Japon : l'année des mutations

Morosité

Caractérisé depuis plusieurs décennies par une stabilité politique qui tendait à l'immobilisme, le Japon a connu en 1993 une mutation importante : aux élections du 18 juillet, le parti libéral démocrate (PLD), au pouvoir depuis 1955, a perdu la majorité et a dû céder la place à un gouvernement de coalition dirigé par un nouveau venu sur le devant de la scène politique, M. Morimoto Hosokawa. Le nouveau cabinet comprend des socialistes, première force d'opposition, évincés des affaires depuis 1948.

En matière économique, l'évolution a été également sensible mais négative : le Japon semble s'enliser dans la récession. Alors que l'on pensait en milieu d'année que la sortie du tunnel s'annonçait, la crise, engendrée par le dégonflement de la « bulle monétaire » (alimentée par des flambées spéculatives boursières et immobilières) de la fin des années 1980, s'est aggravée : la machine productive nipponne a été frappée par une nouvelle valorisation du yen qui, conjuguée à un recul de la demande interne, s'est traduite par une aggravation du ralentissement de la croissance. Une morosité qui ne devrait guère s'atténuer avant la fin de 1994.

Une crise originale

La particularité de cette crise tient au fait qu'au-delà des facteurs conjoncturels se posent des problèmes structurels qui, à moins que des réformes drastiques ne soient entreprises, risquent d'enrayer le redémarrage de l'activité économique.

La perte du pouvoir par les libéraux démocrates constitue assurément un tournant dans la vie politique japonaise. Mais la redistribution des cartes, opérée à la suite des élections de juillet, ne doit pas être surestimée : le camp conservateur, toutes tendances confondues, sort renforcé d'une consultation marquée, en revanche, par une stagnation des forces centristes et par une défaite cuisante des socialistes, qui ont perdu près de la moitié de leurs sièges (ceux-ci passant de 134 à 70).

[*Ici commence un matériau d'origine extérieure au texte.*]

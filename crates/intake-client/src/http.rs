//! HTTP client for the intake backend's patient and document endpoints.

use async_trait::async_trait;
use intake_core::{ActivationStatus, CreatedPatient, IndexingStatus, PatientPage};
use reqwest::multipart::{Form, Part};
use serde::Serialize;
use serde::de::DeserializeOwned;
use tracing::{debug, info};

use crate::api::{DOCUMENTS_FIELD, PatientApi, StatusSource, Submission};
use crate::config::ClientConfig;
use crate::error::{ClientError, error_detail};

const FALLBACK_CONTENT_TYPE: &str = "application/octet-stream";

/// HTTP client for the intake backend.
///
/// Cheap to clone; clones share one connection pool.
#[derive(Clone)]
pub struct ApiClient {
    client: reqwest::Client,
    base_url: String,
}

/// Filters for `GET /api/patients/list/`.
#[derive(Debug, Clone, Default, Serialize)]
pub struct PatientQuery {
    #[serde(skip_serializing_if = "Option::is_none")]
    pub search: Option<String>,
    #[serde(skip_serializing_if = "Option::is_none")]
    pub is_active: Option<bool>,
    #[serde(skip_serializing_if = "Option::is_none")]
    pub page: Option<u32>,
    #[serde(skip_serializing_if = "Option::is_none")]
    pub page_size: Option<u32>,
}

#[derive(Serialize)]
struct CheckActiveRequest<'a> {
    phone: &'a str,
}

impl ApiClient {
    pub fn new(config: &ClientConfig) -> Result<Self, ClientError> {
        let mut builder = reqwest::Client::builder();
        if let Some(timeout) = config.request_timeout {
            builder = builder.timeout(timeout);
        }
        Ok(Self {
            client: builder.build()?,
            base_url: config.base_url.trim_end_matches('/').to_string(),
        })
    }

    pub fn base_url(&self) -> &str {
        &self.base_url
    }

    fn patients_url(&self) -> String {
        format!("{}/api/patients/", self.base_url)
    }

    fn status_url(&self, patient_id: &str) -> String {
        format!("{}/api/patients/{patient_id}/indexing-status/", self.base_url)
    }

    fn retry_url(&self, document_id: &str) -> String {
        format!("{}/api/documents/{document_id}/retry/", self.base_url)
    }

    /// Create a patient from form fields plus uploaded files.
    pub async fn create_patient(
        &self,
        submission: &Submission<'_>,
    ) -> Result<CreatedPatient, ClientError> {
        let url = self.patients_url();

        let mut form = Form::new();
        for (name, value) in &submission.fields {
            form = form.text(*name, value.clone());
        }
        for file in submission.documents {
            let content_type = if file.content_type.is_empty() {
                FALLBACK_CONTENT_TYPE
            } else {
                file.content_type.as_str()
            };
            let part = Part::bytes(file.bytes.clone())
                .file_name(file.name.clone())
                .mime_str(content_type)?;
            form = form.part(DOCUMENTS_FIELD, part);
        }

        info!(
            url = %url,
            documents = submission.documents.len(),
            "creating patient"
        );
        let resp = self.client.post(&url).multipart(form).send().await?;
        let created: CreatedPatient = read_json(resp).await?;
        info!(
            patient_id = %created.patient_id,
            documents = created.documents.len(),
            "patient created"
        );
        Ok(created)
    }

    pub async fn indexing_status(&self, patient_id: &str) -> Result<IndexingStatus, ClientError> {
        let url = self.status_url(patient_id);
        debug!(url = %url, "fetching indexing status");
        let resp = self.client.get(&url).send().await?;
        read_json(resp).await
    }

    pub async fn retry_document(&self, document_id: &str) -> Result<(), ClientError> {
        let url = self.retry_url(document_id);
        info!(url = %url, "retrying document indexing");
        let resp = self.client.post(&url).send().await?;
        check_status(resp).await?;
        Ok(())
    }

    /// One page of the patient directory, newest first.
    pub async fn list_patients(&self, query: &PatientQuery) -> Result<PatientPage, ClientError> {
        let url = format!("{}/api/patients/list/", self.base_url);
        info!(url = %url, search = ?query.search, "listing patients");
        let resp = self.client.get(&url).query(query).send().await?;
        let page: PatientPage = read_json(resp).await?;
        info!(
            count = page.results.len(),
            total = page.total_count,
            "listed patients"
        );
        Ok(page)
    }

    /// Look up whether the patient registered under `phone` has activated
    /// their account.
    pub async fn check_active(&self, phone: &str) -> Result<ActivationStatus, ClientError> {
        let url = format!("{}/api/patients/check-active/", self.base_url);
        info!(url = %url, "checking patient activation");
        let resp = self
            .client
            .post(&url)
            .json(&CheckActiveRequest { phone })
            .send()
            .await?;
        read_json(resp).await
    }
}

/// Turn a non-2xx response into [`ClientError::Server`].
async fn check_status(resp: reqwest::Response) -> Result<reqwest::Response, ClientError> {
    let status = resp.status();
    if status.is_success() {
        return Ok(resp);
    }
    let body = resp.text().await.unwrap_or_default();
    Err(ClientError::Server {
        status: status.as_u16(),
        detail: error_detail(&body),
    })
}

async fn read_json<T: DeserializeOwned>(resp: reqwest::Response) -> Result<T, ClientError> {
    let resp = check_status(resp).await?;
    let bytes = resp.bytes().await?;
    Ok(serde_json::from_slice(&bytes)?)
}

#[async_trait]
impl PatientApi for ApiClient {
    async fn create_patient(
        &self,
        submission: &Submission<'_>,
    ) -> Result<CreatedPatient, ClientError> {
        ApiClient::create_patient(self, submission).await
    }
}

#[async_trait]
impl StatusSource for ApiClient {
    async fn fetch_status(&self, patient_id: &str) -> Result<IndexingStatus, ClientError> {
        self.indexing_status(patient_id).await
    }

    async fn retry_document(&self, document_id: &str) -> Result<(), ClientError> {
        ApiClient::retry_document(self, document_id).await
    }
}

Le recul du PLD a été provoqué par une scission en son sein. Les nouvelles forces conservatrices (parti de la renaissance, parti pionnier et nouveau parti du Japon) ont non seulement soustrait au PLD les sièges qui lui auraient assuré une majorité confortable, mais encore se sont retrouvées au lendemain du scrutin en position charnière : soit en renforçant le PLD qui avait perdu de peu la majorité (avec 223 sièges sur 511, celui-ci reste la principale force politique), soit en s'alliant à l'opposition pour former une coalition. C'est ce dernier choix qui a été fait.

En termes d'étiquettes, le changement est certain ; en matière d'option politique, il est plus ténu : comme en témoigne un programme politique des plus vagues, fruit des compromis passés entre les sept forces (aux nouveaux partis conservateurs se sont alliés l'union sociale démocrate, le parti social démocrate, le parti bouddhiste et le parti socialiste) composant la coalition. Des forces qui divergent sur des questions de fond telles que la sécurité, le statut des forces d'autodéfense ou l'utilisation civile de l'énergie nucléaire.

La nouvelle donne de la politique japonaise

Elle est en réalité moins le résultat d'un choix de l'électorat (celui-ci vota plutôt en faveur d'une diversification modérée du camp conservateur) que du jeu de forces hétéroclites qui, à la faveur d'un vacillement du PLD, se sont regroupées pour prendre le pouvoir. Six mois après son accession au pouvoir, le cabinet Hosokawa, en dépit d'un taux de popularité record, avait encore à démontrer en quoi il était différent, sinon par un style plus ouvert, de ses prédécesseurs.

Le malaise mêlé d'indignation provoqué dans l'opinion publique par une série de scandales forme la toile de fond de ce changement de majorité. Mais le facteur déterminant dans la recomposition du paysage politique fut une « rébellion patricienne » au sein du PLD. Le serpent de mer de la « réforme politique », supposée destinée à rendre plus transparente la vie publique mais qui se résume en fait en une réforme du système électoral, fut le prétexte utilisé par un groupe de dissidents au sein du PLD pour jouer leur carte. Une dissidence motivée plus par une stratégie de pouvoir que par des options politiques précises.